Carl G. von Iwonski (1830–1912) was a painter born in Germany who became a naturalized American citizen.  He was artistically active in San Antonio and New Braunfels, and best known  for his portraits of Texas pioneers.

Early life
Carl G. von Iwonski was born April 23, 1830 at Hilbersdorf, Saxony, to former Prussian Army officer Leopold von Iwonski and his wife Marie (Kalinowska-Tshirski) von Iwonski. At age 15, he emigrated with his family to Texas with the Adelsverein settlers, disembarking at Galveston on December 18, 1845, from the Johann Detthard .
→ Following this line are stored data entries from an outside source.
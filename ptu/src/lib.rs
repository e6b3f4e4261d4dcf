pub mod command;
pub mod sweep;

pub use command::{
    Movement, encode_absolute, encode_home, encode_move, encode_pan, encode_tilt,
};
pub use sweep::{Corner, Edge, SweepPattern};

/// Largest absolute tilt/pan magnitude used for sweep extremes.
pub const ABS_MAX: i32 = 3000;

#[derive(Debug, Clone, PartialEq, Eq, thiserror::Error)]
pub enum ProtocolError {
    #[error("Unknown movement command '{0}'")]
    UnknownCommand(char),

    #[error("Unknown sweep pattern '{0}', expected 'corners' or 'edges'")]
    UnknownPattern(String),
}
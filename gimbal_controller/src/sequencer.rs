use std::time::Duration;

use ptu::SweepPattern;
use tokio_util::sync::CancellationToken;
use tracing::{debug, info};

use crate::{
    config::MotionConfig,
    session::{GimbalLink, SessionError},
};

#[derive(Debug, Clone, Copy, PartialEq, Eq)]
pub enum SweepOutcome {
    Completed,
    /// Shutdown was requested; the rest of the sweep was abandoned.
    Interrupted,
}

pub struct RotationSequencer {
    pattern: SweepPattern,
    abs_max: i32,
    delay: Duration,
}

impl RotationSequencer {
    pub fn new(pattern: SweepPattern, abs_max: i32, delay: Duration) -> Self {
        Self {
            pattern,
            abs_max,
            delay,
        }
    }

    pub fn from_config(config: &MotionConfig) -> Self {
        Self::new(config.pattern, config.abs_max, config.delay())
    }

    pub fn full_rotation_sequence(&self) -> Vec<String> {
        self.pattern.commands(self.abs_max)
    }

    /// One sweep followed by a dwell at the last position, so consecutive
    /// sweeps stay a full delay apart.
    pub async fn full_rotation<L: GimbalLink>(
        &self,
        link: &mut L,
        shutdown: &CancellationToken,
    ) -> Result<SweepOutcome, SessionError> {
        info!(pattern = %self.pattern, "starting sweep");

        let sequence = self.full_rotation_sequence();
        if self.send_sequence(link, &sequence, shutdown).await? == SweepOutcome::Interrupted {
            return Ok(SweepOutcome::Interrupted);
        }

        if !self.pause(shutdown).await {
            return Ok(SweepOutcome::Interrupted);
        }

        Ok(SweepOutcome::Completed)
    }

    /// Sends every command in order with the delay between consecutive sends.
    pub async fn send_sequence<L: GimbalLink>(
        &self,
        link: &mut L,
        sequence: &[String],
        shutdown: &CancellationToken,
    ) -> Result<SweepOutcome, SessionError> {
        for (index, command) in sequence.iter().enumerate() {
            if index > 0 && !self.pause(shutdown).await {
                debug!(sent = index, total = sequence.len(), "sweep interrupted");
                return Ok(SweepOutcome::Interrupted);
            }

            if shutdown.is_cancelled() {
                return Ok(SweepOutcome::Interrupted);
            }

            link.send(command).await?;
        }

        Ok(SweepOutcome::Completed)
    }

    /// Waits one delay. Returns `false` if shutdown was requested meanwhile.
    async fn pause(&self, shutdown: &CancellationToken) -> bool {
        tokio::select! {
            biased;
            _ = shutdown.cancelled() => false,
            _ = tokio::time::sleep(self.delay) => true,
        }
    }
}
use std::{
    io,
    sync::{Arc, Mutex},
};

use async_trait::async_trait;
use tokio::time::Instant;

use crate::session::{GimbalLink, SessionError};

#[derive(Debug, Clone, PartialEq, Eq)]
pub enum LinkEvent {
    PowerOn,
    Sent(String),
    Close,
}

/// In-memory link recording every call with the (possibly paused) tokio clock.
#[derive(Clone, Default)]
pub struct RecordingLink {
    events: Arc<Mutex<Vec<(Instant, LinkEvent)>>>,
    fail_on_send: Option<usize>,
    sends: usize,
    closed: bool,
    pending_response: Arc<Mutex<String>>,
}

impl RecordingLink {
    pub fn new() -> Self {
        Self::default()
    }

    /// The n-th send (0-based) fails like a reset connection.
    pub fn failing_on_send(n: usize) -> Self {
        Self {
            fail_on_send: Some(n),
            ..Self::default()
        }
    }

    pub fn push_response(&self, response: &str) {
        self.pending_response.lock().unwrap().push_str(response);
    }

    pub fn events(&self) -> Vec<LinkEvent> {
        self.events
            .lock()
            .unwrap()
            .iter()
            .map(|(_, event)| event.clone())
            .collect()
    }

    pub fn send_times(&self) -> Vec<Instant> {
        self.events
            .lock()
            .unwrap()
            .iter()
            .filter(|(_, event)| matches!(event, LinkEvent::Sent(_)))
            .map(|(at, _)| *at)
            .collect()
    }

    pub fn sent(&self) -> Vec<String> {
        self.events()
            .into_iter()
            .filter_map(|event| match event {
                LinkEvent::Sent(command) => Some(command),
                _ => None,
            })
            .collect()
    }

    pub fn close_count(&self) -> usize {
        self.events()
            .iter()
            .filter(|event| **event == LinkEvent::Close)
            .count()
    }

    fn record(&self, event: LinkEvent) {
        self.events.lock().unwrap().push((Instant::now(), event));
    }
}

#[async_trait]
impl GimbalLink for RecordingLink {
    async fn power_on(&mut self) -> Result<(), SessionError> {
        self.record(LinkEvent::PowerOn);
        Ok(())
    }

    async fn send(&mut self, command: &str) -> Result<(), SessionError> {
        let index = self.sends;
        self.sends += 1;

        if self.closed || self.fail_on_send == Some(index) {
            return Err(SessionError::Transport {
                addr: "recording".to_string(),
                source: io::Error::new(io::ErrorKind::ConnectionReset, "reset by peer"),
            });
        }

        self.record(LinkEvent::Sent(command.to_string()));
        Ok(())
    }

    fn receive(&mut self) -> String {
        std::mem::take(&mut *self.pending_response.lock().unwrap())
    }

    async fn close(&mut self) -> Result<(), SessionError> {
        if self.closed {
            return Ok(());
        }
        self.closed = true;
        self.record(LinkEvent::Close);
        Ok(())
    }
}
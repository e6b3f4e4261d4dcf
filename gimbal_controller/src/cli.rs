use clap::Parser;
use ptu::SweepPattern;
use std::path::PathBuf;

use crate::{
    config::{DEFAULT_CONFIG_PATH, GimbalConfig},
    controller::RunSelection,
};

#[derive(Debug, Parser)]
#[command(version, about = "Sweep or jog a pan/tilt gimbal over its TCP command port")]
pub struct Args {
    /// Number of repetitions
    #[arg(short = 'r', long = "reps", default_value_t = 1)]
    pub reps: u32,

    /// Amount of time (in sec) to keep sweeping
    #[arg(short = 't', long, default_value_t = 0)]
    pub timespan: u64,

    /// Sweep continuously until interrupted
    #[arg(short, long)]
    pub continuous: bool,

    /// Manual control of the gimbal with WASD or the arrow keys
    #[arg(short, long)]
    pub manual: bool,

    /// Gimbal address, overrides the config file
    #[arg(long)]
    pub host: Option<String>,

    /// Gimbal command port, overrides the config file
    #[arg(long)]
    pub port: Option<u16>,

    /// Sweep pattern: corners or edges
    #[arg(long)]
    pub pattern: Option<SweepPattern>,

    /// Path to the TOML config file
    #[arg(long, env = "CONFIG_PATH", default_value = DEFAULT_CONFIG_PATH)]
    pub config: PathBuf,
}

impl Args {
    pub fn selection(&self) -> RunSelection {
        RunSelection {
            manual: self.manual,
            continuous: self.continuous,
            timespan: self.timespan,
            repetitions: self.reps,
        }
    }

    pub fn apply_overrides(&self, config: &mut GimbalConfig) {
        if let Some(host) = &self.host {
            config.connection.host = host.clone();
        }
        if let Some(port) = self.port {
            config.connection.port = port;
        }
        if let Some(pattern) = self.pattern {
            config.motion.pattern = pattern;
        }
    }
}
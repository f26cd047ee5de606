//! Configuration types for a single stack deployment.
//!
//! This module defines the structs that map to `cloudform.yaml`. Every field
//! has a default so a deployment can also be described entirely by CLI flags.

use serde::{Deserialize, Serialize};
use std::collections::BTreeMap;
use std::time::Duration;

use crate::cfn::Parameter;
use crate::ui::DEFAULT_MAX_NESTING_DEPTH;

/// The root configuration structure for a deployment.
#[derive(Debug, Clone, Default, Serialize, Deserialize, PartialEq, Eq)]
#[serde(deny_unknown_fields)]
pub struct DeployConfig {
    /// Stack target.
    #[serde(default)]
    pub stack: StackConfig,
    /// Template parameter values.
    #[serde(default)]
    pub parameters: BTreeMap<String, String>,
    /// Stack tags.
    #[serde(default)]
    pub tags: BTreeMap<String, String>,
    /// Polling and guard settings.
    #[serde(default)]
    pub settings: SettingsConfig,
}

/// Which stack to deploy and how to reach it.
#[derive(Debug, Clone, Default, Serialize, Deserialize, PartialEq, Eq)]
#[serde(deny_unknown_fields)]
pub struct StackConfig {
    /// Stack name.
    #[serde(default)]
    pub name: Option<String>,
    /// Template path, URL or inline body.
    #[serde(default)]
    pub template: Option<String>,
    /// Execution role assumed by the control plane.
    #[serde(default)]
    pub role_arn: Option<String>,
    /// AWS region (falls back to the SDK's resolution chain).
    #[serde(default)]
    pub region: Option<String>,
    /// Named AWS profile.
    #[serde(default)]
    pub profile: Option<String>,
}

/// Polling and guard settings.
#[derive(Debug, Clone, Serialize, Deserialize, PartialEq, Eq)]
#[serde(deny_unknown_fields)]
pub struct SettingsConfig {
    /// Seconds between two polls.
    #[serde(default = "default_poll_interval_secs")]
    pub poll_interval_secs: u64,
    /// Deepest nested change set rendered.
    #[serde(default = "default_max_nesting_depth")]
    pub max_nesting_depth: usize,
    /// Overall deadline in seconds.
    #[serde(default)]
    pub timeout_secs: Option<u64>,
}

impl Default for SettingsConfig {
    fn default() -> Self {
        Self {
            poll_interval_secs: default_poll_interval_secs(),
            max_nesting_depth: default_max_nesting_depth(),
            timeout_secs: None,
        }
    }
}

const fn default_poll_interval_secs() -> u64 {
    2
}

const fn default_max_nesting_depth() -> usize {
    DEFAULT_MAX_NESTING_DEPTH
}

impl DeployConfig {
    /// Parameters in key order.
    #[must_use]
    pub fn parameter_list(&self) -> Vec<Parameter> {
        self.parameters
            .iter()
            .map(|(k, v)| Parameter::new(k.as_str(), v.as_str()))
            .collect()
    }

    /// Merges `KEY=VALUE` pairs over the file's parameters.
    pub fn merge_parameters(&mut self, pairs: impl IntoIterator<Item = (String, String)>) {
        self.parameters.extend(pairs);
    }

    /// Merges `KEY=VALUE` pairs over the file's tags.
    pub fn merge_tags(&mut self, pairs: impl IntoIterator<Item = (String, String)>) {
        self.tags.extend(pairs);
    }
}

impl SettingsConfig {
    /// Delay between two polls.
    #[must_use]
    pub const fn poll_interval(&self) -> Duration {
        Duration::from_secs(self.poll_interval_secs)
    }

    /// Overall deadline, if any.
    #[must_use]
    pub fn timeout(&self) -> Option<Duration> {
        self.timeout_secs.map(Duration::from_secs)
    }
}
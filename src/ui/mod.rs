//! Operator-facing presentation: status colours, diff rendering and prompts.

mod changeset;
mod palette;
mod prompt;
mod status;

pub use changeset::{
    action_tone, format_change_set, render_change_set, ChangeSetFetcher, ChangeSetTree,
    NestedChange, DEFAULT_MAX_NESTING_DEPTH,
};
pub use palette::{AnsiPalette, Palette, PlainPalette, Tone};
pub use prompt::{Confirm, TerminalPrompt};
pub use status::{
    classify, colourise, colourise_status, status_symbol, StatusCategory, StatusRep,
};

#[cfg(test)]
pub(crate) use prompt::MockConfirm;
//! CloudFormation-backed stack directory.
//!
//! This module implements [`StackDirectory`] on top of the AWS SDK and is the
//! only place where provider error shapes are inspected. Everything leaving
//! this module has been normalized into [`StackError`].

use async_trait::async_trait;
use aws_sdk_cloudformation::Client;
use aws_sdk_cloudformation::error::{DisplayErrorContext, ProvideErrorMetadata, SdkError};
use aws_sdk_cloudformation::types as sdk;
use tokio_util::sync::CancellationToken;
use tracing::{debug, info};

use crate::error::{CloudformError, Result, StackError};

use super::directory::StackDirectory;
use super::types::{
    is_no_changes_message, ChangeAction, ChangeSet, ChangeSetType, CreateChangeSetRequest,
    ResourceChange, Stack, StackResource, TemplateSource,
};

/// Error code the API uses for request validation failures, including
/// lookups of stacks that do not exist.
const VALIDATION_ERROR_CODE: &str = "ValidationError";

/// Error codes that explicitly mean "not found".
const NOT_FOUND_CODES: &[&str] = &[
    "StackNotFoundException",
    "ChangeSetNotFound",
    "ChangeSetNotFoundException",
];

/// Error codes that mean the request itself was rejected.
const REJECTED_CODES: &[&str] = &[
    VALIDATION_ERROR_CODE,
    "InsufficientCapabilitiesException",
    "AlreadyExistsException",
    "InvalidChangeSetStatus",
    "TokenAlreadyExistsException",
];

/// CloudFormation client.
#[derive(Debug, Clone)]
pub struct CfnClient {
    /// SDK client.
    client: Client,
    /// Checked before every page after the first.
    cancel: CancellationToken,
}

impl CfnClient {
    /// Creates a client from the ambient AWS configuration.
    ///
    /// Credentials are resolved by the SDK's default chain; `region` and
    /// `profile` override the environment when given.
    pub async fn from_env(region: Option<&str>, profile: Option<&str>) -> Self {
        let mut loader = aws_config::from_env();

        if let Some(region) = region {
            loader = loader.region(aws_config::Region::new(region.to_string()));
        }
        if let Some(profile) = profile {
            loader = loader.profile_name(profile);
        }

        let config = loader.load().await;
        info!(
            "Using AWS region: {}",
            config.region().map_or("default", |r| r.as_ref())
        );

        Self::with_client(Client::new(&config))
    }

    /// Creates a directory with an existing SDK client.
    #[must_use]
    pub fn with_client(client: Client) -> Self {
        Self {
            client,
            cancel: CancellationToken::new(),
        }
    }

    /// Stops multi-page reads once `token` is cancelled.
    #[must_use]
    pub fn with_cancellation(mut self, token: CancellationToken) -> Self {
        self.cancel = token;
        self
    }

    fn ensure_active(&self, operation: &str) -> Result<()> {
        if self.cancel.is_cancelled() {
            return Err(StackError::cancelled(operation).into());
        }
        Ok(())
    }
}

/// Classifies an SDK error into the stack error taxonomy.
fn normalize<E, R>(operation: &str, subject: &str, err: &SdkError<E, R>) -> CloudformError
where
    E: ProvideErrorMetadata + std::error::Error + 'static,
    R: std::fmt::Debug,
{
    let code = err.code().unwrap_or_default();
    let message = err
        .message()
        .map_or_else(|| DisplayErrorContext(err).to_string(), str::to_string);

    debug!("{operation} failed for {subject}: code={code:?} message={message}");

    let error = if NOT_FOUND_CODES.contains(&code)
        || (code == VALIDATION_ERROR_CODE && message.contains("does not exist"))
    {
        StackError::NotFound {
            name: subject.to_string(),
        }
    } else if is_no_changes_message(&message) {
        StackError::NoChangesDetected {
            stack_name: subject.to_string(),
        }
    } else if REJECTED_CODES.contains(&code) {
        StackError::validation(operation, message)
    } else {
        StackError::transport(operation, message)
    };

    error.into()
}

fn to_resource_change(change: &sdk::ResourceChange) -> ResourceChange {
    ResourceChange {
        action: ChangeAction::from_remote(change.action().map_or("", |a| a.as_str())),
        resource_type: change.resource_type().unwrap_or_default().to_string(),
        logical_id: change.logical_resource_id().unwrap_or_default().to_string(),
        nested_change_set: change.change_set_id().map(str::to_string),
    }
}

#[async_trait]
impl StackDirectory for CfnClient {
    async fn describe_stack(&self, stack_name: &str) -> Result<Stack> {
        debug!("Describing stack: {stack_name}");

        let output = self
            .client
            .describe_stacks()
            .stack_name(stack_name)
            .send()
            .await
            .map_err(|e| normalize("describing stack", stack_name, &e))?;

        let stack = output.stacks().first().ok_or_else(|| StackError::NotFound {
            name: stack_name.to_string(),
        })?;

        Ok(Stack {
            name: stack.stack_name().unwrap_or(stack_name).to_string(),
            id: stack.stack_id().map(str::to_string),
            status: stack
                .stack_status()
                .map_or_else(String::new, |s| s.as_str().to_string()),
            status_reason: stack.stack_status_reason().map(str::to_string),
        })
    }

    async fn describe_stack_resources(&self, stack_name: &str) -> Result<Vec<StackResource>> {
        debug!("Describing resources of stack: {stack_name}");

        let output = self
            .client
            .describe_stack_resources()
            .stack_name(stack_name)
            .send()
            .await
            .map_err(|e| normalize("describing stack resources", stack_name, &e))?;

        Ok(output
            .stack_resources()
            .iter()
            .map(|r| StackResource {
                logical_id: r.logical_resource_id().unwrap_or_default().to_string(),
                physical_id: r.physical_resource_id().map(str::to_string),
                resource_type: r.resource_type().unwrap_or_default().to_string(),
                status: r
                    .resource_status()
                    .map_or_else(String::new, |s| s.as_str().to_string()),
                status_reason: r.resource_status_reason().map(str::to_string),
            })
            .collect())
    }

    async fn describe_change_set(
        &self,
        stack_name: Option<&str>,
        change_set_name: &str,
    ) -> Result<ChangeSet> {
        debug!("Describing change set: {change_set_name}");

        let mut next_token: Option<String> = None;
        let mut snapshot: Option<ChangeSet> = None;

        // Large change sets are paginated; the header comes from the first page.
        loop {
            let output = self
                .client
                .describe_change_set()
                .change_set_name(change_set_name)
                .set_stack_name(stack_name.map(str::to_string))
                .set_next_token(next_token.take())
                .send()
                .await
                .map_err(|e| normalize("describing change set", change_set_name, &e))?;

            let page: Vec<ResourceChange> = output
                .changes()
                .iter()
                .filter_map(|c| c.resource_change())
                .map(to_resource_change)
                .collect();

            match snapshot.as_mut() {
                Some(existing) => existing.changes.extend(page),
                None => {
                    snapshot = Some(ChangeSet {
                        name: output
                            .change_set_name()
                            .unwrap_or(change_set_name)
                            .to_string(),
                        id: output.change_set_id().map(str::to_string),
                        stack_name: output
                            .stack_name()
                            .or(stack_name)
                            .unwrap_or_default()
                            .to_string(),
                        status: output
                            .status()
                            .map_or_else(String::new, |s| s.as_str().to_string()),
                        status_reason: output.status_reason().map(str::to_string),
                        changes: page,
                    });
                }
            }

            match output.next_token() {
                Some(token) => next_token = Some(token.to_string()),
                None => break,
            }
            self.ensure_active("describing change set")?;
        }

        snapshot.ok_or_else(|| {
            StackError::NotFound {
                name: change_set_name.to_string(),
            }
            .into()
        })
    }

    async fn create_change_set(&self, request: &CreateChangeSetRequest) -> Result<()> {
        info!(
            "Creating {} change set {} for stack {}",
            request.change_set_type, request.change_set_name, request.stack_name
        );

        let tags = request
            .tags
            .iter()
            .map(|(key, value)| sdk::Tag::builder().key(key).value(value).build())
            .collect::<Vec<_>>();

        let parameters = request
            .parameters
            .iter()
            .map(|p| {
                sdk::Parameter::builder()
                    .parameter_key(&p.key)
                    .parameter_value(&p.value)
                    .build()
            })
            .collect::<Vec<_>>();

        let change_set_type = match request.change_set_type {
            ChangeSetType::Create => sdk::ChangeSetType::Create,
            ChangeSetType::Update => sdk::ChangeSetType::Update,
        };

        let mut builder = self
            .client
            .create_change_set()
            .change_set_type(change_set_type)
            .change_set_name(&request.change_set_name)
            .stack_name(&request.stack_name)
            .include_nested_stacks(request.include_nested_stacks)
            .set_tags(Some(tags))
            .set_parameters(Some(parameters))
            .set_role_arn(request.role_arn.clone());

        for capability in &request.capabilities {
            builder = builder.capabilities(sdk::Capability::from(capability.as_str()));
        }

        builder = match &request.template {
            TemplateSource::Body(body) => builder.template_body(body),
            TemplateSource::Url(url) => builder.template_url(url),
        };

        builder
            .send()
            .await
            .map_err(|e| normalize("creating change set", &request.stack_name, &e))?;

        Ok(())
    }

    async fn execute_change_set(&self, stack_name: &str, change_set_name: &str) -> Result<()> {
        info!("Executing change set {change_set_name} on stack {stack_name}");

        self.client
            .execute_change_set()
            .change_set_name(change_set_name)
            .stack_name(stack_name)
            .send()
            .await
            .map_err(|e| normalize("executing change set", stack_name, &e))?;

        Ok(())
    }

    async fn delete_stack(&self, stack_name: &str, role_arn: Option<&str>) -> Result<()> {
        info!("Deleting stack: {stack_name}");

        self.client
            .delete_stack()
            .stack_name(stack_name)
            .set_role_arn(role_arn.map(str::to_string))
            .send()
            .await
            .map_err(|e| normalize("deleting stack", stack_name, &e))?;

        Ok(())
    }

    fn backend_type(&self) -> &'static str {
        "cloudformation"
    }
}
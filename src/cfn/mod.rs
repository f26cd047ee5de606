//! Stack directory: the boundary to the remote control plane.
//!
//! This module provides the [`StackDirectory`] capability, its CloudFormation
//! implementation, and the polling primitives built on top of it.

mod client;
mod directory;
mod naming;
mod poller;
mod settle;
mod types;

#[cfg(test)]
pub(crate) mod testing;

pub use client::CfnClient;
pub use directory::StackDirectory;
pub use naming::{NameGenerator, TimestampNames};
pub use poller::{Poller, DEFAULT_POLL_INTERVAL};
pub use settle::{Settled, StackWatcher};
pub use types::{
    is_no_changes_message, is_settled, Capability, ChangeAction, ChangeSet, ChangeSetType,
    CreateChangeSetRequest, Parameter, ResourceChange, Stack, StackResource, TemplateSource,
    DELETE_COMPLETE, DEPLOY_SKIPPED, NO_CHANGES_MESSAGE, NO_UPDATES_MESSAGE,
};

#[cfg(test)]
pub(crate) use naming::MockNameGenerator;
The family initially settled at Castell and Mill streets in New Braunfels.  Leopold von Iwonski sold his 320-acre land grant and moved the family across the Guadalupe River from New Braunfels, to a settlement which came to be known as Neighborsville.  The Iwonski home was on the Old San Antonio Road and doubled as a stage stop. Young Carl helped out on the family farm, and became a naturalized American citizen in 1854. His first known artistic effort was an 1853 sketch of the family's log cabin.

New Braunfels
Iwonski's first known sketch books date to 1855, coinciding with his opening a studio in New Braunfels. His preferred media were pencil, ink, watercolor. He also made oil portraits of German settlers, and later became skilled as a sculptor.  When Duke Paul Wilhelm of Württemberg visited New Braunfels on an 1855 visit, Iwonski made him a gift of six pencil sketches of his Texas creations. From 1855 to 1857, he made a series of sketches of the New Braunfels Amateur Theater.

San Antonio
Iwonski moved to San Antonio in 1857 and in 1859 became associated with artist William DeRyee.  Iwonski began making sketches of troops stationed in the south Texas area during the Civil War.  His most famous was The Terry's Rangers.  He also became a teacher at the Bickler German-English Academy. From 1866 to 1870, Iwonski ran a San Antonio photography studio with fellow artist Hermann Lungkwitz. In addition to his portraits, he began painting landscapes.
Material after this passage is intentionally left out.